──────── DATASET

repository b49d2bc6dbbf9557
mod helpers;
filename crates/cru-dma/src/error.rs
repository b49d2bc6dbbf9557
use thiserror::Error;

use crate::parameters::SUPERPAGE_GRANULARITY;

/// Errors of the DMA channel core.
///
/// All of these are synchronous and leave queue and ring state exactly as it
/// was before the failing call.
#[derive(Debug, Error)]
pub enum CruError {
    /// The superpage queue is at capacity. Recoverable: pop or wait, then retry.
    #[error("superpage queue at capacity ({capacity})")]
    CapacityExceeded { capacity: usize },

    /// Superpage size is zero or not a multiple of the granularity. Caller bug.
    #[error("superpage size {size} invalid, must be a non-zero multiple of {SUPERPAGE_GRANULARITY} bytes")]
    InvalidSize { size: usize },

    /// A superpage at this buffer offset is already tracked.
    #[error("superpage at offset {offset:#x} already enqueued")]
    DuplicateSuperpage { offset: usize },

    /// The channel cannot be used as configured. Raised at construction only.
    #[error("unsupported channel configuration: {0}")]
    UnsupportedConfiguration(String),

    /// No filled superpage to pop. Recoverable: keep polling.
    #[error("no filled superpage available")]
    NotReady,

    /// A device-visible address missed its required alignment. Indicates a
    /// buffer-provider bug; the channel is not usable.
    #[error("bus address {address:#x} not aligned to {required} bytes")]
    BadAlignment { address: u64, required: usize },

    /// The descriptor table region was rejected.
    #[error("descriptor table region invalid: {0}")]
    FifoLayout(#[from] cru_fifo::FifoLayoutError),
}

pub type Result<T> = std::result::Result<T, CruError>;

────────────────

**TASK DESCRIPTION**
Looking at the entries above, copy out every line in which "bytes" occurs.

**EXERCISE RESULT**
    #[error("superpage size {size} invalid, must be a non-zero multiple of {SUPERPAGE_GRANULARITY} bytes")]
    #[error("bus address {address:#x} not aligned to {required} bytes")]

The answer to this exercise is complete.